Pursue anything that trains you to accept your condition and to stop thinking of it as "unfair" while approximating a positive attitude. Anything that minimizes the odds of pain turning into actual depression is good, because depression plus chronic pain is not a pit that you want to enter.

Meditation is useful for attenuating suffering. It's not that meditation will give you a superhuman ability to shut off pain sensations. (Stop wasting time trying to use meditation to shut off pain sensations.) It's more that all the sub/semi-conscious chatter that constitutes actual suffering gets quieted down and then by themselves pain sensations aren't so bad. We make our own hell.

Thinking about serving other people is a great way to get out of your head and distract whatever mental module it is that gets into a foment about your own suffering.

If your condition could be treated effectively and completely, it wouldn't be chronic pain, would it?

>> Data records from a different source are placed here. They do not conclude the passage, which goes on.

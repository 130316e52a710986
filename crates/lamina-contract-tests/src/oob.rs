//! 带外主题：FIFO 次序、短写推进与排水后恢复普通写就绪。

use bytes::Bytes;

use crate::case::{TckCase, TckSuite};
use crate::support::{loopback, no_filter, open_both};

use lamina_core::aux::AuxTags;
use lamina_core::test_stubs::DoneRecord;

const CASES: &[TckCase] = &[
    TckCase {
        name: "oob_record_survives_short_writes",
        test: oob_record_survives_short_writes,
    },
    TckCase {
        name: "oob_records_drain_in_fifo_order",
        test: oob_records_drain_in_fifo_order,
    },
    TckCase {
        name: "normal_write_ready_resumes_after_drain",
        test: normal_write_ready_resumes_after_drain,
    },
];

const SUITE: TckSuite = TckSuite {
    name: "oob",
    cases: CASES,
};

/// 返回"带外"主题的测试套件。
pub(crate) const fn suite() -> &'static TckSuite {
    &SUITE
}

/// 100 字节带外记录在短写下分三次落线：send_done 恰好一次，
/// 且记录中途普通写必须让路。
fn oob_record_survives_short_writes() {
    let fix = loopback(&no_filter);
    open_both(&fix);

    fix.rt.set_write_limit(fix.client_fd, Some(40));
    let payload: Vec<u8> = (0..100u8).collect();
    let done = DoneRecord::new();
    fix.client
        .write_oob(Bytes::from(payload.clone()), Some(done.close_done()))
        .unwrap();

    // 推进到第一次短写落地（40 字节），记录处于半途。
    let mut guard = 0;
    while fix.rt.incoming_len(fix.server_fd) < 40 {
        assert!(fix.rt.step(), "带外排水应当有进展");
        guard += 1;
        assert!(guard < 1000);
    }
    assert_eq!(done.count(), 0, "记录未完成前 send_done 不得触发");

    // 半途的普通写必须让路，保证记录不被拆散。
    let interleaved = fix.client.write(&[b"normal"], &AuxTags::empty()).unwrap();
    assert_eq!(interleaved, 0, "带外记录中途普通写应返回 0");

    fix.rt.run_until_idle();
    assert_eq!(done.count(), 1, "send_done 恰好一次");
    assert_eq!(fix.rt.drain_incoming(fix.server_fd), payload);
}

/// 多条带外记录严格按入队次序落线，done 依次触发。
fn oob_records_drain_in_fifo_order() {
    let fix = loopback(&no_filter);
    open_both(&fix);

    let first = DoneRecord::new();
    let second = DoneRecord::new();
    fix.client
        .write_oob(Bytes::from_static(b"first-"), Some(first.close_done()))
        .unwrap();
    fix.client
        .write_oob(Bytes::from_static(b"second"), Some(second.close_done()))
        .unwrap();
    fix.rt.run_until_idle();

    assert_eq!(fix.rt.drain_incoming(fix.server_fd), b"first-second");
    assert_eq!(first.count(), 1);
    assert_eq!(second.count(), 1);
}

/// 队列排空后，普通的写就绪传播恢复。
fn normal_write_ready_resumes_after_drain() {
    let fix = loopback(&no_filter);
    open_both(&fix);
    fix.client_events.disable_write_on_ready();

    fix.client
        .write_oob(Bytes::from_static(b"priority"), None)
        .unwrap();
    fix.client.set_write_enabled(true);
    fix.rt.run_until_idle();

    assert_eq!(fix.rt.drain_incoming(fix.server_fd), b"priority");
    assert!(
        fix.client_events.write_readies() >= 1,
        "排空后普通写就绪应当恢复"
    );
}
//! 过滤器契约：端点栈中的协议层。
//!
//! # 模块定位（Why）
//! - 过滤器是夹在用户与传输之间的有状态翻译器：上行字节流（用户侧）与
//!   下行字节流（传输侧）在这里互相转换（TLS 记录、消息分帧、多路复用……）。
//! - 契约刻意保持同步非阻塞：过滤器从不直接做 I/O，所有进度都由基础端点
//!   的数据泵驱动；异步性通过四个就绪谓词与重试三态表达。
//!
//! # 核心组成（What）
//! - [`Filter`]：十余个操作，一方法一职责（而非单函数 + 操作码分派）；
//! - [`ProgressOutcome`]：`try_connect`/`try_disconnect` 的重试三态；
//! - [`UlSink`] / [`LlSink`]：两个方向的数据出口，由基础端点在调用时注入；
//! - [`FilterCtl`]：过滤器反向请求基础端点动作的唯一通道。

use alloc::{boxed::Box, sync::Arc};
use core::time::Duration;

use crate::{
    Result,
    aux::AuxTags,
    endpoint::{Endpoint, EndpointHandler},
    error::CoreError,
    ll::ControlData,
    sealed::Sealed,
};

/// 握手推进的三态结果。
///
/// # 契约说明（What）
/// - `Complete`：本方向的协商已完成；
/// - `RetryOnIo`：发生任何 I/O 后重试；
/// - `RetryOnIoOrTimer(d)`：发生 I/O 或 `d` 时长的定时器到期后重试，
///   截止时长由过滤器给出。
#[derive(Clone, Copy, Debug, PartialEq, Eq)]
pub enum ProgressOutcome {
    /// 协商完成。
    Complete,
    /// 任何 I/O 后重试。
    RetryOnIo,
    /// I/O 或定时器到期后重试。
    RetryOnIoOrTimer(Duration),
}

/// 面向用户方向的数据出口（解码后的字节向上投递）。
///
/// # 契约说明（What）
/// - 返回实际消费的字节数；返回值小于 `buf.len()` 表示上方背压，
///   过滤器必须把未消费部分留在内部缓冲，等待下一次排水。
pub trait UlSink {
    /// 向上投递解码数据，返回消费的字节数。
    fn deliver(&mut self, buf: &[u8], aux: &AuxTags) -> Result<usize>;
}

/// 面向传输方向的数据出口（编码后的字节向下写出）。
pub trait LlSink {
    /// 向下写出编码数据，返回写出的字节数。
    fn write(&mut self, sg: &[&[u8]], aux: &AuxTags) -> Result<usize>;
}

/// 过滤器反向请求基础端点动作的回调句柄。
///
/// # 设计背景（Why）
/// - 过滤器可能异步地产生待发数据（如 TLS 重协商）或需要周期唤醒；
///   它不能直接操纵端点状态机，只能通过 `setup` 时拿到的这一个句柄发信号。
pub trait FilterCtl: Send + Sync + 'static + Sealed {
    /// 有异步产生的输出，要求基础端点重算使能。
    fn output_ready(&self);

    /// 请求在 `delay` 后获得一次 [`Filter::timeout`] 回调。
    fn start_timer(&self, delay: Duration);
}

/// `Filter` 是可插拔协议层的契约。
///
/// # 设计背景（Why）
/// - 每个操作同步、非阻塞，调用全部来自基础端点；过滤器以内部缓冲 +
///   就绪谓词表达自身进度，数据泵据此编排上下两个方向的搬运。
///
/// # 契约说明（What）
/// - `ul_write`：从顶部收用户字节；`sg` 为空表示"把内部缓冲向下排水"；
/// - `ll_write`：从底部收传输字节；`buf` 为空表示"把内部缓冲向上排水"；
/// - 谓词三件套（`ul_read_pending` / `ll_write_pending` / `ll_read_needed`）
///   必须与内部缓冲严格一致，否则数据泵会停摆或空转；
/// - `check_open_done` 是握手成功后的最后一道闸（证书校验等），
///   失败会中止整个打开流程；
/// - `setup` 在打开流程起点调用并交付 [`FilterCtl`]；`cleanup` 在关闭
///   流程末尾复位内部状态，同一个过滤器可被再次打开。
///
/// # 风险提示（Trade-offs）
/// - 实现必须 `Send + Sync` 并以内部锁保护自身状态：写路径可能来自用户
///   线程，数据泵则在事件循环线程上运行。
pub trait Filter: Send + Sync + 'static + Sealed {
    /// 推进连接方向的协商。
    fn try_connect(&self) -> Result<ProgressOutcome>;

    /// 推进断开方向的协商（如 TLS close-notify 的收发）。
    fn try_disconnect(&self) -> Result<ProgressOutcome>;

    /// 从顶部收用户字节；`sg` 为空表示向下排水。返回消费的用户字节数。
    fn ul_write(&self, sg: &[&[u8]], aux: &AuxTags, sink: &mut dyn LlSink) -> Result<usize>;

    /// 从底部收传输字节；`buf` 为空表示向上排水。返回消费的传输字节数。
    fn ll_write(&self, buf: &[u8], aux: &AuxTags, sink: &mut dyn UlSink) -> Result<usize>;

    /// 是否有解码完成的数据等待用户读取。
    fn ul_read_pending(&self) -> bool;

    /// 是否有编码完成的数据等待写入传输。
    fn ll_write_pending(&self) -> bool;

    /// 是否需要传输侧供给更多输入。
    fn ll_read_needed(&self) -> bool;

    /// 握手成功后的最后一道闸；失败中止打开。
    fn check_open_done(&self) -> Result<()> {
        Ok(())
    }

    /// 基础端点代为维护的定时器到期。
    fn timeout(&self) {}

    /// 打开流程起点：配置内部状态并接收反向回调句柄。
    fn setup(&self, _ctl: Arc<dyn FilterCtl>) -> Result<()> {
        Ok(())
    }

    /// 关闭流程末尾：复位内部状态，允许再次打开。
    fn cleanup(&self) {}

    /// 层内控制操作。
    fn control(&self, _get: bool, _option: u32, _data: &mut ControlData) -> Result<()> {
        Err(CoreError::not_supported("control not supported"))
    }

    /// 在既有连接上派生子通道（多路复用类过滤器实现）。
    fn open_channel(
        &self,
        _args: &[&str],
        _handler: Arc<dyn EndpointHandler>,
        _done: Box<dyn FnOnce(Result<()>) + Send>,
    ) -> Result<Endpoint> {
        Err(CoreError::not_supported("channels not supported"))
    }
}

That's just semantics. I don't think it's helpful to believe that it's impossible to end pains that are diagnosed as chronic pains.

I think this is a great area to explore, and probably one of the areas a rationalist perspective can most help teenagers.

I know as a late teenager, and in my early 20s, my sadness, depression, and anxiety, were part of my identity. It was how I dressed, how I thought of myself, the music I listened to, drugs I took. To take a quote from classic t.v. show 'Bojack Horsemen' I fetishized my own sadness. Breakups felt like a beautiful soul-crushing torture.

As I studied more science, read more, and took more interest in the scientific world, I started viewing my interactions with my own emotions in a more evolutionary and scientific view. I was less interested in my 'artistic sadness' and saw it more as a sort of depressing failure of my brain and evolution -- one which I could try to hack by exercise and eating well.

I wish someone had explained to me that as a man there were special hacks I could use, like lifting weights, testosterone, boxing, fighting, and other activities that I'm programmed to find rewarding. Particularly as a guy who was nerdier growing up, I never realized that passing on sports wasn't just a personal choice, but could seriously hurt my own personal development and confidence.

probably one of the areas a rationalist perspective can most help teenagers.

Strongly agree. As a teenager, my experience was that so many of the variables that affected my experience were kept from my control that I developed learned helplessness about the rest. Learning about things like locus of control seems like it would have helped me.